Among the most reliable catalysts is when an analyst changes his or her earnings estimates and/or price target on a stock. Sometimes, brokers will also provide tactical trading recommendations to their clients in these reports. Finding out about these developments prior to the market open can provide individual traders with an edge.News about upcoming product launches is also important to track. Frequently, these product launches will trigger a longer term move in a stock as well as the initial pop when the information becomes public. In the technology space this type of news is particularly valuable.

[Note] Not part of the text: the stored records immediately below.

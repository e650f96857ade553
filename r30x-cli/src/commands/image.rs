//! Finger image export.

use {
    super::{status, wait_for_finger, with_session},
    crate::{Cli, config::Config, use_fancy_output},
    anyhow::{Context, Result},
    console::style,
    indicatif::{ProgressBar, ProgressDrawTarget, ProgressStyle},
    r30x::commands::IMAGE_CAPACITY,
    std::{fs, path::Path},
};

fn progress_bar(cli: &Cli) -> ProgressBar {
    if cli.quiet || !use_fancy_output() {
        return ProgressBar::hidden();
    }
    let pb = ProgressBar::new(IMAGE_CAPACITY as u64);
    #[allow(clippy::unwrap_used)] // Static template string
    pb.set_style(
        ProgressStyle::default_bar()
            .template("{spinner:.green} [{elapsed_precise}] [{bar:40.cyan/blue}] {bytes}/{total_bytes} {msg}")
            .unwrap()
            .progress_chars("#>-"),
    );
    pb.set_draw_target(ProgressDrawTarget::stderr());
    pb
}

/// Export image command implementation.
pub(crate) fn cmd_export_image(cli: &Cli, config: &Config, output: &Path) -> Result<()> {
    let image = with_session(cli, config, |session, _| {
        wait_for_finger(cli, session)?;

        let pb = progress_bar(cli);
        pb.set_message("Downloading image");
        let image = session.export_image_with_progress(|received| pb.set_position(received as u64));
        match &image {
            Ok(_) => pb.finish_with_message("done"),
            Err(_) => pb.abandon(),
        }
        Ok(image?)
    })?;

    fs::write(output, &image).with_context(|| format!("Failed to write {}", output.display()))?;
    status(
        cli,
        style("✓").green().bold(),
        &format!("Wrote {} bytes to {}", image.len(), output.display()),
    );
    Ok(())
}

Like hard news, rumors also move stock prices and being aware of them can be a key to finding opportunities. For example, a rumor that Groupon (NASDAQ: GRPN) co-founder and CEO Andrew Mason might lose his job recently triggered substantial volatility in that stock. Rumors run the gamut from potential buyouts, management shake-ups and share offerings to fraud speculation. Acting quickly on a market rumor can yield big profits.
The ideas presented here only represent a small fraction of the different ways that traders can utilize news to find good risk/reward opportunities. Over time, it is possible to develop a significant trading edge by becoming highly skilled at uncovering relevant news items and successfully interpreting and applying them in the markets. When it comes to the stock market, reading the news can make you money.